Content starts

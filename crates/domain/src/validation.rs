// Copyright (C) 2026 Fred Clausen
// Use of this source code is governed by an MIT-style
// license that can be found in the LICENSE file or at
// https://opensource.org/licenses/MIT.

use crate::error::DomainError;
use crate::schedule::{Schedule, ScheduleViolation};
use crate::types::{Course, CourseId, Hours};
use std::collections::{HashMap, HashSet};
use time::{Date, Duration};

/// Shortest accepted planning window, in days.
pub const MIN_TOTAL_DAYS: u32 = 7;

/// Longest accepted planning window, in days.
pub const MAX_TOTAL_DAYS: u32 = 120;

/// Validates that a course's basic field constraints are met.
///
/// This function checks field shape only. It does NOT check for uniqueness
/// (that requires context).
///
/// # Arguments
///
/// * `course` - The course to validate
///
/// # Errors
///
/// Returns an error if:
/// - The course id is empty
/// - The course name is empty or whitespace
/// - The course has no topics, or any topic is blank
/// - The course has fewer than 1 credit
pub fn validate_course_fields(course: &Course) -> Result<(), DomainError> {
    // Rule: id must not be empty
    if course.id.value().trim().is_empty() {
        return Err(DomainError::InvalidCourseId(String::from(
            "Course id cannot be empty",
        )));
    }

    // Rule: name must not be empty
    if course.name.trim().is_empty() {
        return Err(DomainError::InvalidCourseName(String::from(
            "Course name cannot be empty",
        )));
    }

    // Rule: at least one topic, none blank
    if course.topics.is_empty() {
        return Err(DomainError::InvalidTopics {
            course_id: course.id.clone(),
            reason: String::from("At least one topic is required"),
        });
    }
    if course.topics.iter().any(|t| t.trim().is_empty()) {
        return Err(DomainError::InvalidTopics {
            course_id: course.id.clone(),
            reason: String::from("Topics cannot be blank"),
        });
    }

    // Rule: credits >= 1
    if course.credits < 1 {
        return Err(DomainError::InvalidCredits {
            course_id: course.id.clone(),
            credits: course.credits,
        });
    }

    Ok(())
}

/// Validates that a course id is not already used by an existing course.
///
/// # Errors
///
/// Returns `DomainError::DuplicateCourse` if the id is already in use.
pub fn validate_course_id_unique(
    new_id: &CourseId,
    existing_courses: &[Course],
) -> Result<(), DomainError> {
    if existing_courses.iter().any(|c| &c.id == new_id) {
        return Err(DomainError::DuplicateCourse(new_id.clone()));
    }
    Ok(())
}

/// Validates that a planning window length is within the accepted range.
///
/// # Errors
///
/// Returns `DomainError::TotalDaysOutOfRange` unless `7 <= total_days <= 120`.
pub fn validate_total_days(total_days: u32) -> Result<(), DomainError> {
    if total_days < MIN_TOTAL_DAYS || total_days > MAX_TOTAL_DAYS {
        return Err(DomainError::TotalDaysOutOfRange {
            total_days,
            min: MIN_TOTAL_DAYS,
            max: MAX_TOTAL_DAYS,
        });
    }
    Ok(())
}

/// Validates a complete course set for one planning run.
///
/// # Errors
///
/// Returns an error if:
/// - The set is empty
/// - Any course fails `validate_course_fields`
/// - Two courses share an id
pub fn validate_course_set(courses: &[Course]) -> Result<(), DomainError> {
    if courses.is_empty() {
        return Err(DomainError::EmptyCourseSet);
    }

    let mut seen: HashSet<&CourseId> = HashSet::new();
    for course in courses {
        validate_course_fields(course)?;
        if !seen.insert(&course.id) {
            return Err(DomainError::DuplicateCourse(course.id.clone()));
        }
    }

    Ok(())
}

/// Checks every structural invariant of a schedule.
///
/// Unlike the field validators this does not stop at the first problem: all
/// violations are collected so a caller can report everything at once.
///
/// # Arguments
///
/// * `schedule` - The schedule to check
/// * `courses` - The courses the schedule was planned for
///
/// # Errors
///
/// Returns `DomainError::InvariantViolation` listing every broken rule.
#[allow(clippy::too_many_lines)]
pub fn validate_schedule(schedule: &Schedule, courses: &[Course]) -> Result<(), DomainError> {
    let mut violations: Vec<ScheduleViolation> = Vec::new();
    let by_id: HashMap<&CourseId, &Course> = courses.iter().map(|c| (&c.id, c)).collect();

    // Rule: one plan per day
    if schedule.days.len() != schedule.total_days as usize {
        violations.push(ScheduleViolation::DayCountMismatch {
            expected: schedule.total_days,
            actual: schedule.days.len(),
        });
    }

    // Hours placed per course, in first-seen order
    let mut placed: Vec<(CourseId, Hours)> = Vec::new();

    for (position, day) in schedule.days.iter().enumerate() {
        // Rule: indices are exactly 1..=total_days
        let expected_index: u32 = u32::try_from(position + 1).unwrap_or(u32::MAX);
        if day.day_index != expected_index {
            violations.push(ScheduleViolation::DayIndexOutOfSequence {
                position,
                expected: expected_index,
                actual: day.day_index,
            });
        }

        // Rule: dates follow the start date
        let expected_date: Option<Date> = schedule
            .start_date
            .checked_add(Duration::days(i64::from(day.day_index) - 1));
        if expected_date != Some(day.date) {
            violations.push(ScheduleViolation::DateMismatch {
                day_index: day.day_index,
                expected: expected_date,
                actual: day.date,
            });
        }

        for session in &day.sessions {
            if session.duration.is_zero() {
                violations.push(ScheduleViolation::EmptySessionDuration {
                    day_index: day.day_index,
                    course_id: session.course_id.clone(),
                });
            }

            if session.topics.is_empty() {
                violations.push(ScheduleViolation::EmptySessionTopics {
                    day_index: day.day_index,
                    course_id: session.course_id.clone(),
                });
            }

            match by_id.get(&session.course_id) {
                Some(course) => {
                    for topic in &session.topics {
                        if !course.topics.contains(topic) {
                            violations.push(ScheduleViolation::UnknownTopic {
                                day_index: day.day_index,
                                course_id: session.course_id.clone(),
                                topic: topic.clone(),
                            });
                        }
                    }
                }
                None => violations.push(ScheduleViolation::UnknownCourse {
                    day_index: day.day_index,
                    course_id: session.course_id.clone(),
                }),
            }

            match placed.iter_mut().find(|(id, _)| id == &session.course_id) {
                Some((_, hours)) => *hours += session.duration,
                None => placed.push((session.course_id.clone(), session.duration)),
            }
        }

        // Rule: declared day total matches its sessions
        let computed: Hours = day.sessions.iter().map(|s| s.duration).sum();
        if computed != day.total_hours {
            violations.push(ScheduleViolation::DayTotalMismatch {
                day_index: day.day_index,
                declared: day.total_hours,
                computed,
            });
        }

        // Rule: only rest days may be empty
        if day.sessions.is_empty() && !day.is_rest_day {
            violations.push(ScheduleViolation::EmptyStudyDay {
                day_index: day.day_index,
            });
        }
    }

    // Rule: course totals reference known courses and match placed hours
    for total in &schedule.course_hour_totals {
        if !by_id.contains_key(&total.course_id) {
            violations.push(ScheduleViolation::UnknownCourseTotal {
                course_id: total.course_id.clone(),
            });
        }

        let placed_hours: Hours = placed
            .iter()
            .find(|(id, _)| id == &total.course_id)
            .map_or(Hours::ZERO, |(_, hours)| *hours);
        if placed_hours != total.hours {
            violations.push(ScheduleViolation::CourseTotalMismatch {
                course_id: total.course_id.clone(),
                declared: total.hours,
                placed: placed_hours,
            });
        }
    }
    for (course_id, placed_hours) in &placed {
        let declared: bool = schedule
            .course_hour_totals
            .iter()
            .any(|t| &t.course_id == course_id);
        if !declared {
            violations.push(ScheduleViolation::CourseTotalMismatch {
                course_id: course_id.clone(),
                declared: Hours::ZERO,
                placed: *placed_hours,
            });
        }
    }

    // Rule: window and per-course sums agree
    let day_sum: Hours = schedule.days.iter().map(|d| d.total_hours).sum();
    let expected_window: Option<Hours> = schedule.hours_per_day.checked_mul(schedule.total_days);
    if expected_window != Some(day_sum) {
        violations.push(ScheduleViolation::WindowTotalMismatch {
            expected: expected_window,
            actual: day_sum,
        });
    }

    let course_sum: Hours = schedule.course_hour_totals.iter().map(|c| c.hours).sum();
    if course_sum != day_sum {
        violations.push(ScheduleViolation::CourseTotalsSumMismatch {
            expected: day_sum,
            actual: course_sum,
        });
    }

    if violations.is_empty() {
        Ok(())
    } else {
        Err(DomainError::InvariantViolation { violations })
    }
}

Content ends

**Directions for this task**
What lines of the material above hold the string "find"? Please copy them.

**Response for this exercise**
            match placed.iter_mut().find(|(id, _)| id == &session.course_id) {
            .find(|(id, _)| id == &total.course_id)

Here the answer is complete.